Top of TASK MATERIAL

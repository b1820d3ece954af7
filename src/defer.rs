use static_assertions::const_assert_eq;

use crate::heap::{BoxId, ValueId};

/// Queue capacity. Head and tail are byte-wide and wrap by `u8`
/// arithmetic, so the capacity must stay in lockstep with that width.
pub const QUEUE_SIZE: usize = 256;

const_assert_eq!(QUEUE_SIZE, u8::MAX as usize + 1);

/// A handle whose reference count reached zero, waiting to be freed.
#[derive(Debug, Clone, Copy, PartialEq, Eq)]
pub enum Deferred {
    Value(ValueId),
    Link(BoxId),
}

/// Bounded circular queue of pending deletions.
///
/// Dropping the last handle to a long list would otherwise unwind
/// link-by-link on the native stack; enqueueing the zero-count object and
/// draining the queue in a loop bounds that depth to a constant.
pub struct DeferQueue {
    entries: [Option<Deferred>; QUEUE_SIZE],
    head: u8,
    tail: u8,
}

impl DeferQueue {
    #[must_use]
    pub fn new() -> Self {
        Self {
            entries: [None; QUEUE_SIZE],
            head: 0,
            tail: 0,
        }
    }

    #[inline]
    pub fn is_empty(&self) -> bool {
        self.head == self.tail
    }

    /// Append an entry. When the tail wraps onto the head the queue is
    /// full: it is reinitialized and the previous entries are handed back
    /// so the caller can drain them one at a time, processing cascades
    /// after each.
    pub fn enqueue(&mut self, entry: Deferred) -> Option<[Option<Deferred>; QUEUE_SIZE]> {
        self.entries[self.tail as usize] = Some(entry);
        self.tail = self.tail.wrapping_add(1);
        if self.tail == self.head {
            let old = core::mem::replace(&mut self.entries, [None; QUEUE_SIZE]);
            self.head = 0;
            self.tail = 0;
            Some(old)
        } else {
            None
        }
    }

    pub fn dequeue(&mut self) -> Option<Deferred> {
        if self.is_empty() {
            return None;
        }
        let entry = self.entries[self.head as usize].take();
        self.head = self.head.wrapping_add(1);
        entry
    }
}

impl Default for DeferQueue {
    fn default() -> Self {
        Self::new()
    }
}

#[test]
fn test_queue_order() {
    let mut q = DeferQueue::new();
    assert!(q.is_empty());
    for i in 0..10u32 {
        assert!(q.enqueue(Deferred::Value(ValueId(i))).is_none());
    }
    for i in 0..10u32 {
        assert_eq!(q.dequeue(), Some(Deferred::Value(ValueId(i))));
    }
    assert_eq!(q.dequeue(), None);
}

#[test]
fn test_queue_overflow_hands_back_entries() {
    let mut q = DeferQueue::new();
    for i in 0..QUEUE_SIZE as u32 - 1 {
        assert!(q.enqueue(Deferred::Value(ValueId(i))).is_none());
    }
    let old = q
        .enqueue(Deferred::Value(ValueId(QUEUE_SIZE as u32 - 1)))
        .expect("256th enqueue must overflow");
    assert_eq!(old.iter().filter(|e| e.is_some()).count(), QUEUE_SIZE);
    assert!(q.is_empty());
}

#[test]
fn test_queue_wraps_around() {
    let mut q = DeferQueue::new();
    for round in 0..5u32 {
        for i in 0..100 {
            assert!(q.enqueue(Deferred::Link(BoxId(round * 100 + i))).is_none());
        }
        for i in 0..100 {
            assert_eq!(q.dequeue(), Some(Deferred::Link(BoxId(round * 100 + i))));
        }
    }
}
impl fmt::Display for Error {
    fn fmt(&self, f: &mut fmt::Formatter<'_>) -> fmt::Result {
        match self {
            Self::UnboundSymbol(name) => write!(f, "{name}: evaluation error"),
            Self::TypeError { op, expected } => {
                write!(f, "{op}: argument type error (expected {expected})")
            }
            Self::ArityError {
                op,
                expected,
                found,
            } => write!(
                f,
                "{op}: missing or extra arguments (expected {expected}, found {found})"
            ),
            Self::DivisionByZero => write!(f, "/: division by zero"),
            Self::StackOverflow(which) => {
                write!(f, "{which} stack overflow (rewrite deep recursion as tail calls)")
            }
            Self::UnknownOperator(op) => write!(f, "{op}: unknown reduction mode"),
            Self::EmptyApplication => write!(f, "(): evaluation error"),
            Self::BadRead => write!(f, "read: error reading expression"),
            Self::Unsupported(op) => write!(f, "{op}: no compiled support"),
            Self::UnknownLibrary(name) => write!(f, "load: no library entry for {name}"),
        }
    }
}

/// Expected-arity text for the fixed-arity reduction modes.
fn arity_name(n: u8) -> &'static str {
    match n {
        0 => "0",
        1 => "1",
        2 => "2",
        _ => "3",
    }
}

impl error::Error for Error {}

/// Which environment cell a `define` should mutate: the global cell, or
/// the env of the `begin` frame at the given stack index.
#[derive(Debug, Clone, Copy, PartialEq, Eq)]
enum Context {
    Global,
    Frame(usize),
}

#[derive(Debug, Clone, Copy)]
enum FrameKind {
    /// Evaluate `input`; replaced by the appropriate kind on entry.
    Eval,
    /// The head of `input` is not yet an operator, closure or macro:
    /// evaluate it, rebuild the list, re-evaluate.
    First { waiting: bool },
    /// Consume `argc` evaluated results and invoke the primitive.
    Call { op: Op, argc: u8 },
    Cond { clause: Option<BoxId>, waiting: bool },
    Logic { conjunction: bool, rest: Option<BoxId>, waiting: bool },
    Define { mutate: bool, waiting: bool },
    /// Sequence evaluation; the context cell for enclosed `define`s.
    /// `owner` is the closure whose body this is, for tail folding.
    Begin {
        owner: Option<ValueId>,
        saved: Context,
        forms: Option<BoxId>,
        entered: bool,
    },
    /// Application of a closure or macro value.
    Apply { waiting: bool },
    /// Iterate forms; in discard mode each intermediate result is popped
    /// and the last form replaces this frame (tail position).
    EvalList {
        rest: Option<BoxId>,
        discard: bool,
        waiting: bool,
    },
}

#[derive(Debug, Clone, Copy)]
struct Frame {
    kind: FrameKind,
    input: ValueId,
    env: ValueId,
}

/// Outcome of a primitive call frame.
enum Invoke {
    Push(ValueId),
    Tail { expr: ValueId, env: ValueId },
}

/// The evaluator: an explicit state machine over an evaluation stack of
/// frames and a data stack of results. Owns the global environment cell.
pub struct Vm {
    frames: Vec<Frame>,
    data: Vec<ValueId>,
    context: Context,
    global: ValueId,
}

Bottom of TASK MATERIAL

# [TASK]
From the data above, copy each line exactly.

# [SOLUTION]
repository b1820d3ece954af7
filename src/defer.rs
use static_assertions::const_assert_eq;

use crate::heap::{BoxId, ValueId};

/// Queue capacity. Head and tail are byte-wide and wrap by `u8`
/// arithmetic, so the capacity must stay in lockstep with that width.
pub const QUEUE_SIZE: usize = 256;

const_assert_eq!(QUEUE_SIZE, u8::MAX as usize + 1);

/// A handle whose reference count reached zero, waiting to be freed.
#[derive(Debug, Clone, Copy, PartialEq, Eq)]
pub enum Deferred {
    Value(ValueId),
    Link(BoxId),
}

/// Bounded circular queue of pending deletions.
///
/// Dropping the last handle to a long list would otherwise unwind
/// link-by-link on the native stack; enqueueing the zero-count object and
/// draining the queue in a loop bounds that depth to a constant.
pub struct DeferQueue {
    entries: [Option<Deferred>; QUEUE_SIZE],
    head: u8,
    tail: u8,
}

impl DeferQueue {
    #[must_use]
    pub fn new() -> Self {
        Self {
            entries: [None; QUEUE_SIZE],
            head: 0,
            tail: 0,
        }
    }

    #[inline]
    pub fn is_empty(&self) -> bool {
        self.head == self.tail
    }

    /// Append an entry. When the tail wraps onto the head the queue is
    /// full: it is reinitialized and the previous entries are handed back
    /// so the caller can drain them one at a time, processing cascades
    /// after each.
    pub fn enqueue(&mut self, entry: Deferred) -> Option<[Option<Deferred>; QUEUE_SIZE]> {
        self.entries[self.tail as usize] = Some(entry);
        self.tail = self.tail.wrapping_add(1);
        if self.tail == self.head {
            let old = core::mem::replace(&mut self.entries, [None; QUEUE_SIZE]);
            self.head = 0;
            self.tail = 0;
            Some(old)
        } else {
            None
        }
    }

    pub fn dequeue(&mut self) -> Option<Deferred> {
        if self.is_empty() {
            return None;
        }
        let entry = self.entries[self.head as usize].take();
        self.head = self.head.wrapping_add(1);
        entry
    }
}

impl Default for DeferQueue {
    fn default() -> Self {
        Self::new()
    }
}

#[test]
fn test_queue_order() {
    let mut q = DeferQueue::new();
    assert!(q.is_empty());
    for i in 0..10u32 {
        assert!(q.enqueue(Deferred::Value(ValueId(i))).is_none());
    }
    for i in 0..10u32 {
        assert_eq!(q.dequeue(), Some(Deferred::Value(ValueId(i))));
    }
    assert_eq!(q.dequeue(), None);
}

#[test]
fn test_queue_overflow_hands_back_entries() {
    let mut q = DeferQueue::new();
    for i in 0..QUEUE_SIZE as u32 - 1 {
        assert!(q.enqueue(Deferred::Value(ValueId(i))).is_none());
    }
    let old = q
        .enqueue(Deferred::Value(ValueId(QUEUE_SIZE as u32 - 1)))
        .expect("256th enqueue must overflow");
    assert_eq!(old.iter().filter(|e| e.is_some()).count(), QUEUE_SIZE);
    assert!(q.is_empty());
}

#[test]
fn test_queue_wraps_around() {
    let mut q = DeferQueue::new();
    for round in 0..5u32 {
        for i in 0..100 {
            assert!(q.enqueue(Deferred::Link(BoxId(round * 100 + i))).is_none());
        }
        for i in 0..100 {
            assert_eq!(q.dequeue(), Some(Deferred::Link(BoxId(round * 100 + i))));
        }
    }
}
impl fmt::Display for Error {
    fn fmt(&self, f: &mut fmt::Formatter<'_>) -> fmt::Result {
        match self {
            Self::UnboundSymbol(name) => write!(f, "{name}: evaluation error"),
            Self::TypeError { op, expected } => {
                write!(f, "{op}: argument type error (expected {expected})")
            }
            Self::ArityError {
                op,
                expected,
                found,
            } => write!(
                f,
                "{op}: missing or extra arguments (expected {expected}, found {found})"
            ),
            Self::DivisionByZero => write!(f, "/: division by zero"),
            Self::StackOverflow(which) => {
                write!(f, "{which} stack overflow (rewrite deep recursion as tail calls)")
            }
            Self::UnknownOperator(op) => write!(f, "{op}: unknown reduction mode"),
            Self::EmptyApplication => write!(f, "(): evaluation error"),
            Self::BadRead => write!(f, "read: error reading expression"),
            Self::Unsupported(op) => write!(f, "{op}: no compiled support"),
            Self::UnknownLibrary(name) => write!(f, "load: no library entry for {name}"),
        }
    }
}

/// Expected-arity text for the fixed-arity reduction modes.
fn arity_name(n: u8) -> &'static str {
    match n {
        0 => "0",
        1 => "1",
        2 => "2",
        _ => "3",
    }
}

impl error::Error for Error {}

/// Which environment cell a `define` should mutate: the global cell, or
/// the env of the `begin` frame at the given stack index.
#[derive(Debug, Clone, Copy, PartialEq, Eq)]
enum Context {
    Global,
    Frame(usize),
}

#[derive(Debug, Clone, Copy)]
enum FrameKind {
    /// Evaluate `input`; replaced by the appropriate kind on entry.
    Eval,
    /// The head of `input` is not yet an operator, closure or macro:
    /// evaluate it, rebuild the list, re-evaluate.
    First { waiting: bool },
    /// Consume `argc` evaluated results and invoke the primitive.
    Call { op: Op, argc: u8 },
    Cond { clause: Option<BoxId>, waiting: bool },
    Logic { conjunction: bool, rest: Option<BoxId>, waiting: bool },
    Define { mutate: bool, waiting: bool },
    /// Sequence evaluation; the context cell for enclosed `define`s.
    /// `owner` is the closure whose body this is, for tail folding.
    Begin {
        owner: Option<ValueId>,
        saved: Context,
        forms: Option<BoxId>,
        entered: bool,
    },
    /// Application of a closure or macro value.
    Apply { waiting: bool },
    /// Iterate forms; in discard mode each intermediate result is popped
    /// and the last form replaces this frame (tail position).
    EvalList {
        rest: Option<BoxId>,
        discard: bool,
        waiting: bool,
    },
}

#[derive(Debug, Clone, Copy)]
struct Frame {
    kind: FrameKind,
    input: ValueId,
    env: ValueId,
}

/// Outcome of a primitive call frame.
enum Invoke {
    Push(ValueId),
    Tail { expr: ValueId, env: ValueId },
}

/// The evaluator: an explicit state machine over an evaluation stack of
/// frames and a data stack of results. Owns the global environment cell.
pub struct Vm {
    frames: Vec<Frame>,
    data: Vec<ValueId>,
    context: Context,
    global: ValueId,
}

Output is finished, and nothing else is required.